Concernant la série elle-même, c’est une première saison de huit épisodes, qui ne se conclue sur rien (j’ai d’ailleurs cru qu’un neuvième épisode allait arriver, mais non), mais offre une plongée subtile et stimulante au sein de la pègre, de la police et de la presse japonaise des années 1990, et de leurs liens entre eux, entre petits arrangements, copineries, chantages et règlements de compte, et l’équilibre s’y montre sous un jour très politique. Au milieu de tout ça, Jake Adlestein, joué par l’éternel visage de minot d’Ansel Elgort, est ce journaliste gaijin à la fois superbe, imprévisible, ambitieux, téméraire et inconséquent, qui semble presque flotter, tant il est léger, presque comique, au milieu d’un monde sévère et glauque. D’une manière générale, j’aime énormément Elgort et ai même revu mon chouchou Baby Driver entre deux épisodes, mais je pense que sa flamboyance un peu adolescente le dessert ici, à tel point que plus la série avance, plus il devient évident qu’il n’est qu’un personnage parmi d’autres, souvent plus forts et plus fascinants, entre Ken Watanabe en inspecteur incorruptible dans un monde trop corrompu pour lui ; Rachel Keller/Samantha en hôtesse au passé mystérieux et à la détermination et la fierté farouches, et, surtout, la grande révélation de la série, Show Kasamatsu, sorte de contrepoint japonais à Elgort avec son visage poupin sur un corps trop grand pour lui, qui joue un jeune yakuza débutant, à la fois taiseux, désinvolte et tourmenté, pris entre son sentimentalisme, l’intuition de ne pas être à sa place dans le monde de la pègre et le confort et l’aura qu’il y trouve. C’est simple, il a de loin l’arc le plus intéressant et le mieux écrit, en plus d’une présence d’un magnétisme fou.
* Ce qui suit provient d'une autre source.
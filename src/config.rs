use serde::{Deserialize, Serialize};
use std::path::{Path, PathBuf};
use std::time::Duration;

use crate::error::{AppError, Result};

const DEFAULT_FEED_URL: &str = "https://news.mit.edu/topic/mitquantum-computing-rss.xml";
const DEFAULT_CLAUDE_MODEL: &str = "claude-3-5-haiku-20241022";
const DEFAULT_CLAUDE_API_URL: &str = "https://api.anthropic.com/v1/messages";
const API_KEY_ENV: &str = "ANTHROPIC_API_KEY";

#[derive(Debug, Clone, Serialize, Deserialize)]
pub struct Config {
    #[serde(default = "default_db_path")]
    pub db_path: String,

    #[serde(default = "default_feed_url")]
    pub feed_url: String,

    pub claude_api_key: Option<String>,

    #[serde(default = "default_claude_model")]
    pub claude_model: String,

    #[serde(default = "default_claude_api_url")]
    pub claude_api_url: String,

    #[serde(default = "default_refresh_interval")]
    pub refresh_interval_minutes: u32,

    /// Only the leading entries of the feed are considered when set.
    #[serde(default)]
    pub max_candidates: Option<usize>,

    /// Failed enrichment attempts after which backlog repair gives up on an
    /// article. Zero retries forever.
    #[serde(default = "default_max_enrichment_attempts")]
    pub max_enrichment_attempts: u32,

    #[serde(default)]
    pub summarizer: SummarizerConfig,

    #[serde(default)]
    pub extractor: ExtractorConfig,

    /// File this configuration was read from.
    #[serde(skip)]
    pub source_path: Option<PathBuf>,
}

/// Retry settings shared by the outbound clients.
#[derive(Debug, Clone, Copy, PartialEq, Eq)]
pub struct RetryPolicy {
    pub max_retries: u32,
    pub backoff_base_ms: u64,
    pub timeout_secs: u64,
}

impl RetryPolicy {
    pub fn attempts(&self) -> u32 {
        self.max_retries.saturating_add(1)
    }

    /// Delay before the retry that follows the given (1-based) attempt.
    pub fn backoff(&self, attempt: u32) -> Duration {
        let shift = attempt.saturating_sub(1).min(16);
        Duration::from_millis(self.backoff_base_ms.saturating_mul(1u64 << shift))
    }

    pub fn timeout(&self) -> Duration {
        Duration::from_secs(self.timeout_secs)
    }
}

#[derive(Debug, Clone, Serialize, Deserialize)]
pub struct SummarizerConfig {
    #[serde(default = "default_max_words")]
    pub max_words: usize,

    #[serde(default = "default_max_input_chars")]
    pub max_input_chars: usize,

    #[serde(default = "default_min_summary_chars")]
    pub min_summary_chars: usize,

    #[serde(default = "default_summarizer_retries")]
    pub max_retries: u32,

    #[serde(default = "default_summarizer_backoff")]
    pub backoff_base_ms: u64,

    #[serde(default = "default_summarizer_timeout")]
    pub timeout_secs: u64,
}

impl SummarizerConfig {
    pub fn retry(&self) -> RetryPolicy {
        RetryPolicy {
            max_retries: self.max_retries,
            backoff_base_ms: self.backoff_base_ms,
            timeout_secs: self.timeout_secs,
        }
    }
}

impl Default for SummarizerConfig {
    fn default() -> Self {
        Self {
            max_words: default_max_words(),
            max_input_chars: default_max_input_chars(),
            min_summary_chars: default_min_summary_chars(),
            max_retries: default_summarizer_retries(),
            backoff_base_ms: default_summarizer_backoff(),
            timeout_secs: default_summarizer_timeout(),
        }
    }
}

#[derive(Debug, Clone, Serialize, Deserialize)]
pub struct ExtractorConfig {
    #[serde(default = "default_min_content_chars")]
    pub min_content_chars: usize,

    #[serde(default = "default_extractor_retries")]
    pub max_retries: u32,

    #[serde(default = "default_extractor_backoff")]
    pub backoff_base_ms: u64,

    #[serde(default = "default_extractor_timeout")]
    pub timeout_secs: u64,
}

impl ExtractorConfig {
    pub fn retry(&self) -> RetryPolicy {
        RetryPolicy {
            max_retries: self.max_retries,
            backoff_base_ms: self.backoff_base_ms,
            timeout_secs: self.timeout_secs,
        }
    }
}

impl Default for ExtractorConfig {
    fn default() -> Self {
        Self {
            min_content_chars: default_min_content_chars(),
            max_retries: default_extractor_retries(),
            backoff_base_ms: default_extractor_backoff(),
            timeout_secs: default_extractor_timeout(),
        }
    }
}

fn default_db_path() -> String {
    let data_dir = dirs::data_dir()
        .unwrap_or_else(|| PathBuf::from("."))
        .join("feed-digest");
    std::fs::create_dir_all(&data_dir).ok();
    data_dir.join("articles.db").to_string_lossy().to_string()
}

fn default_feed_url() -> String {
    DEFAULT_FEED_URL.to_string()
}

fn default_claude_model() -> String {
    DEFAULT_CLAUDE_MODEL.to_string()
}

fn default_claude_api_url() -> String {
    DEFAULT_CLAUDE_API_URL.to_string()
}

fn default_refresh_interval() -> u32 {
    24 * 60
}

fn default_max_enrichment_attempts() -> u32 {
    5
}

fn default_max_words() -> usize {
    250
}

fn default_max_input_chars() -> usize {
    8000
}

fn default_min_summary_chars() -> usize {
    40
}

fn default_min_content_chars() -> usize {
    200
}

fn default_summarizer_retries() -> u32 {
    2
}

fn default_summarizer_backoff() -> u64 {
    1000
}

fn default_summarizer_timeout() -> u64 {
    60
}

fn default_extractor_retries() -> u32 {
    1
}

fn default_extractor_backoff() -> u64 {
    500
}

fn default_extractor_timeout() -> u64 {
    30
}

impl Default for Config {
    fn default() -> Self {
        Self {
            db_path: default_db_path(),
            feed_url: default_feed_url(),
            claude_api_key: None,
            claude_model: default_claude_model(),
            claude_api_url: default_claude_api_url(),
            refresh_interval_minutes: default_refresh_interval(),
            max_candidates: None,
            max_enrichment_attempts: default_max_enrichment_attempts(),
            summarizer: SummarizerConfig::default(),
            extractor: ExtractorConfig::default(),
            source_path: None,
        }
    }
}

impl Config {
    /// Load from `path`, or from the default location when `None`.
    /// A missing file is created with defaults.
    pub fn load(path: Option<&Path>) -> Result<Self> {
        let config_path = path.map(Path::to_path_buf).unwrap_or_else(Self::config_path);

        let mut config = if config_path.exists() {
            let content = std::fs::read_to_string(&config_path)?;
            Self::from_toml(&content)?
        } else {
            let config = Config::default();
            config.save_to(&config_path)?;
            config
        };
        config.source_path = Some(config_path);

        if let Ok(key) = std::env::var(API_KEY_ENV) {
            if !key.trim().is_empty() {
                config.claude_api_key = Some(key);
            }
        }

        Ok(config)
    }

    pub fn from_toml(content: &str) -> Result<Self> {
        let config: Config = toml::from_str(content)?;
        config.validate()?;
        Ok(config)
    }

    fn validate(&self) -> Result<()> {
        if url::Url::parse(&self.feed_url).is_err() {
            return Err(AppError::Config(format!("invalid feed_url: {}", self.feed_url)));
        }
        if url::Url::parse(&self.claude_api_url).is_err() {
            return Err(AppError::Config(format!(
                "invalid claude_api_url: {}",
                self.claude_api_url
            )));
        }
        if self.summarizer.max_words == 0 {
            return Err(AppError::Config("summarizer.max_words must be positive".to_string()));
        }
        if self.summarizer.max_input_chars == 0 {
            return Err(AppError::Config(
                "summarizer.max_input_chars must be positive".to_string(),
            ));
        }
        Ok(())
    }

    pub fn save_to(&self, config_path: &Path) -> Result<()> {
        if let Some(parent) = config_path.parent() {
            std::fs::create_dir_all(parent)?;
        }
        let content = toml::to_string_pretty(self)
            .map_err(|e| AppError::Config(e.to_string()))?;
        std::fs::write(config_path, content)?;
        Ok(())
    }

    pub fn config_path() -> PathBuf {
        dirs::config_dir()
            .unwrap_or_else(|| PathBuf::from("."))
            .join("feed-digest")
            .join("config.toml")
    }

    pub fn api_key(&self) -> Result<&str> {
        self.claude_api_key
            .as_deref()
            .filter(|k| !k.trim().is_empty())
            .ok_or_else(|| {
                let path = self.source_path.clone().unwrap_or_else(Self::config_path);
                AppError::Config(format!(
                    "no Claude API key: set claude_api_key in {} or {}",
                    path.display(),
                    API_KEY_ENV
                ))
            })
    }
}

#[cfg(test)]
mod tests {
    use super::*;

    #[test]
    fn empty_file_uses_defaults() {
        let config = Config::from_toml("").unwrap();
        assert_eq!(config.feed_url, DEFAULT_FEED_URL);
        assert_eq!(config.summarizer.max_words, 250);
        assert_eq!(config.summarizer.max_input_chars, 8000);
        assert_eq!(config.summarizer.retry().attempts(), 3);
        assert_eq!(config.extractor.max_retries, 1);
        assert_eq!(config.max_enrichment_attempts, 5);
    }

    #[test]
    fn nested_sections_override_defaults() {
        let config = Config::from_toml(
            r#"
feed_url = "https://example.com/feed.xml"
max_candidates = 3

[summarizer]
max_words = 120
max_retries = 4

[extractor]
min_content_chars = 50
timeout_secs = 2
"#,
        )
        .unwrap();

        assert_eq!(config.max_candidates, Some(3));
        assert_eq!(config.summarizer.max_words, 120);
        assert_eq!(config.summarizer.max_input_chars, 8000);
        assert_eq!(config.summarizer.retry().attempts(), 5);
        assert_eq!(config.extractor.min_content_chars, 50);
        assert_eq!(config.summarizer.backoff_base_ms, 1000);
        assert_eq!(config.extractor.retry().timeout(), Duration::from_secs(2));
        assert_eq!(config.extractor.max_retries, 1);
    }

    #[test]
    fn invalid_feed_url_is_rejected() {
        let err = Config::from_toml(r#"feed_url = "not a url""#).unwrap_err();
        assert!(matches!(err, AppError::Config(_)));
    }

    #[test]
    fn backoff_doubles_per_attempt() {
        let policy = RetryPolicy {
            max_retries: 3,
            backoff_base_ms: 100,
            timeout_secs: 1,
        };
        assert_eq!(policy.backoff(1), Duration::from_millis(100));
        assert_eq!(policy.backoff(2), Duration::from_millis(200));
        assert_eq!(policy.backoff(3), Duration::from_millis(400));
    }

    #[test]
    fn save_then_load_keeps_values() {
        let dir = tempfile::tempdir().unwrap();
        let path = dir.path().join("config.toml");

        let mut config = Config::default();
        config.feed_url = "https://example.org/rss".to_string();
        config.summarizer.max_words = 99;
        config.save_to(&path).unwrap();

        let content = std::fs::read_to_string(&path).unwrap();
        let loaded = Config::from_toml(&content).unwrap();
        assert_eq!(loaded.feed_url, "https://example.org/rss");
        assert_eq!(loaded.summarizer.max_words, 99);
    }

    #[test]
    fn load_remembers_the_file_it_read() {
        let dir = tempfile::tempdir().unwrap();
        let path = dir.path().join("custom.toml");
        std::fs::write(&path, r#"feed_url = "https://example.org/rss""#).unwrap();

        let config = Config::load(Some(&path)).unwrap();
        assert_eq!(config.source_path.as_deref(), Some(path.as_path()));
        assert_eq!(config.claude_api_url, DEFAULT_CLAUDE_API_URL);
    }

    #[test]
    fn missing_api_key_names_the_loaded_file() {
        let config = Config {
            claude_api_key: None,
            source_path: Some(PathBuf::from("/srv/digest/custom.toml")),
            ..Config::default()
        };

        let err = config.api_key().unwrap_err().to_string();
        assert!(err.contains("/srv/digest/custom.toml"), "{err}");
    }
}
Pour le reste, c’est impeccablement filmé, les lumières sont superbes, l’écriture pleine d’ellipses très élégante, toute la galerie de personnages est impressionnante de force de caractère (au passage, on sent que la représentation et l’écriture des personnages féminins ont été très pensées, et je ne serais pas étonné d’apprendre qu’il y a eu pas mal de libertés prises par rapport au bouquin pour donner à la série une tonalité féministe affirmée).
Tl;dr : c’est très bien.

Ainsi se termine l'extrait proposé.